CFBank, Ohio (lending in all 50 States) is now building its retail footprint nationwide. After selling his company, Smarter Mortgages in 2015, John Fearon is now heading up CFBank’s residential mortgage division. “My seasoned team, including five nationally ranked originators, has built the infrastructure and put the support team in place to begin our nationwide expansion. We have implemented our Close Fast Technology to enable top loan officers to focus on growing their business versus chasing down paperwork.” If you are a seasoned loan officer, team leader, or company owner looking for new opportunity, contact John Fearon directly to customize your next chapter in mortgage lending.
How do you say “bucket-list experience” in Spanish? Academy Mortgage’s President’s Club can check Barcelona, Spain, off their lists after their recent return from the company’s Sales Conference in the magical Mediterranean city. From mountain tops to tapas, Academy’s highest producers in 2017 were rewarded with all that Barcelona had to offer through walking tours to learn about the city’s unique architecture and history, taking in the spectacular view from the top of the Hotel Arts, and dining in the finest restaurants. Watch these adventures! The Sales Conference attendees also had the chance to relax, recharge, and reconnect with fellow team members, as is typical of an Academy Sales Conference. More than 100 originators and managers—a record high—qualified for Academy’s President’s Club in 2017. Candidates interested in seeing the world with Academy should contact Chad Melin, VP of National Business Development.

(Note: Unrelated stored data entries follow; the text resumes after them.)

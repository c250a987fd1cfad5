use chrono::{DateTime, FixedOffset, NaiveDateTime};
use cron_next::{CronError, Field, Schedule};
use rstest::rstest;
use std::time::Duration;

const OFFSET_SECONDS: i32 = 3 * 3600;

fn local(time: &str) -> DateTime<FixedOffset> {
    NaiveDateTime::parse_from_str(time, "%Y-%m-%d %H:%M:%S")
        .unwrap()
        .and_local_timezone(FixedOffset::east_opt(OFFSET_SECONDS).unwrap())
        .unwrap()
}

#[rstest]
#[case("0 22 * * 1-5", "2020-07-23 15:28:00", [
    "2020-07-23 22:00:00",
    "2020-07-24 22:00:00",
    "2020-07-27 22:00:00",
    "2020-07-28 22:00:00",
    "2020-07-29 22:00:00",
])]
#[case("5 0 * 8 *", "2020-07-23 15:29:00", [
    "2020-08-01 00:05:00",
    "2020-08-02 00:05:00",
    "2020-08-03 00:05:00",
    "2020-08-04 00:05:00",
    "2020-08-05 00:05:00",
])]
#[case("15 14 1 * *", "2020-07-23 15:29:00", [
    "2020-08-01 14:15:00",
    "2020-09-01 14:15:00",
    "2020-10-01 14:15:00",
    "2020-11-01 14:15:00",
    "2020-12-01 14:15:00",
])]
#[case("23 0-20/2 * * *", "2020-07-23 15:30:00", [
    "2020-07-23 16:23:00",
    "2020-07-23 18:23:00",
    "2020-07-23 20:23:00",
    "2020-07-24 00:23:00",
    "2020-07-24 02:23:00",
])]
#[case("0 4 8-14 * *", "2020-07-23 15:32:00", [
    "2020-08-08 04:00:00",
    "2020-08-09 04:00:00",
    "2020-08-10 04:00:00",
    "2020-08-11 04:00:00",
    "2020-08-12 04:00:00",
])]
#[case("23 0-20/2 * * 3,2,4,5", "2020-07-23 15:32:00", [
    "2020-07-23 16:23:00",
    "2020-07-23 18:23:00",
    "2020-07-23 20:23:00",
    "2020-07-24 00:23:00",
    "2020-07-24 02:23:00",
])]
#[case("* 1 10 * *", "2020-07-23 15:34:00", [
    "2020-08-10 01:00:00",
    "2020-08-10 01:01:00",
    "2020-08-10 01:02:00",
    "2020-08-10 01:03:00",
    "2020-08-10 01:04:00",
])]
#[case("10/2 2 1-2,30,3 1-5,8 1-5", "2020-07-23 17:16:00", [
    "2020-08-01 02:10:00",
    "2020-08-01 02:12:00",
    "2020-08-01 02:14:00",
    "2020-08-01 02:16:00",
    "2020-08-01 02:18:00",
])]
#[timeout(Duration::from_secs(1))]
fn next_five_executions(#[case] pattern: &str, #[case] after: &str, #[case] expected: [&str; 5]) {
    let schedule = Schedule::new(pattern).unwrap();
    let executions = schedule.next_executions(&local(after), 5).unwrap();

    let expected = expected.map(local);
    assert_eq!(executions, expected, "pattern = {pattern}, after = {after}");
    for execution in executions {
        assert_eq!(execution.offset().local_minus_utc(), OFFSET_SECONDS);
    }
}

#[rstest]
#[case("0 22 * * 1-5", "2020-07-23 15:28:00")]
#[case("* 1 10 * *", "2020-07-23 15:34:00")]
#[case("10/2 2 1-2,30,3 1-5,8 1-5", "2020-07-23 17:16:00")]
fn iterator_agrees_with_next_executions(#[case] pattern: &str, #[case] after: &str) {
    let schedule = Schedule::new(pattern).unwrap();
    let after = local(after);

    let from_iter = schedule.iter(&after).take(100).collect::<Vec<_>>();
    assert_eq!(from_iter, schedule.next_executions(&after, 100).unwrap());
    assert_eq!(from_iter, schedule.clone().into_iter(&after).take(100).collect::<Vec<_>>());

    // restarting from any event continues the same series
    assert_eq!(schedule.next_executions(&from_iter[41], 10).unwrap(), from_iter[42..52]);
}

#[rstest]
#[case("10-12 1,2,5,6 3/2 * *")]
#[case("  0 22 * * 1-5  ")]
fn parse_is_same_as_new(#[case] pattern: &str) {
    assert_eq!(cron_next::parse(pattern), Schedule::new(pattern));
    assert_eq!(cron_next::parse(pattern).unwrap().source(), pattern.trim());
}

#[rstest]
#[case("0 22 * * 1-5 *", "schedule should have 5 fields but found 6")]
#[case("0  22 * *", "received empty value for field hour")]
#[case("0 22 * * MON", "failed to parse day of week field: [MON] is not in a supported field value format")]
#[case("*/0 22 * * *", "failed to parse minute field: interval of [*/0] cannot be <= 0")]
#[case(
    "0 22-10 * * *",
    "failed to parse hour field: range start value of [22] is larger than range end value of [10] in [22-10]"
)]
#[case(
    "0 22 * 0-12 *",
    "failed to parse month field: range [0-12] of [0-12] is outside of allowed values [1-12]"
)]
#[case(
    "99999-3 * * * *",
    "failed to parse minute field: range start value of [99999] is larger than range end value of [3] in [99999-3]"
)]
fn error_messages(#[case] pattern: &str, #[case] expected: &str) {
    assert_eq!(Schedule::new(pattern).unwrap_err().to_string(), expected);
}

#[test]
fn first_invalid_field_is_reported() {
    assert_eq!(
        Schedule::new("60 24 32 13 7"),
        Err(CronError::OutOfDomain {
            field: Field::Minute,
            token: "60".to_owned(),
            start: 60,
            end: 60,
            min: 0,
            max: 59
        })
    );
}

#[test]
fn infeasible_schedule_reports_horizon() {
    let schedule = Schedule::new("0 0 31 2 *").unwrap();
    let error = schedule.next_execution(&local("2020-07-23 15:28:00")).unwrap_err();

    assert_eq!(
        error,
        CronError::NoFeasibleExecution {
            horizon: cron_next::DEFAULT_SEARCH_HORIZON_YEARS
        }
    );
    assert_eq!(error.to_string(), "no execution time found within 400 consecutive years");
}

Fidelity Bank Mortgage is headquartered in Atlanta, Georgia with Retail Mortgage production offices throughout the Mid-Atlantic and Southeast. Since 2008, the Mortgage division has grown to over 36 offices and over 500 employees. Fidelity Bank Mortgage is a Fannie Mae, Freddie Mac and Ginnie Mae seller/servicer offering specialty products such as Portfolio Doctor Loans for eligible doctors, Construction-to-Permanent Loans, Escrow Holdback, and more. The majority of our operational support is in the local markets, providing for the best possible customer service. Fidelity Bank Mortgage has one of the highest production averages per Loan Officer according to MBA/STRATMOR Peer Group Surveys and boasts well above average Performance and Loan Officer Loyalty. We are expanding into new markets and interested in Top Sales and Leadership Talent. Click here to contact David Rapson, Senior Vice President, Mortgage Production Manager, and view our eBook to learn more about our team.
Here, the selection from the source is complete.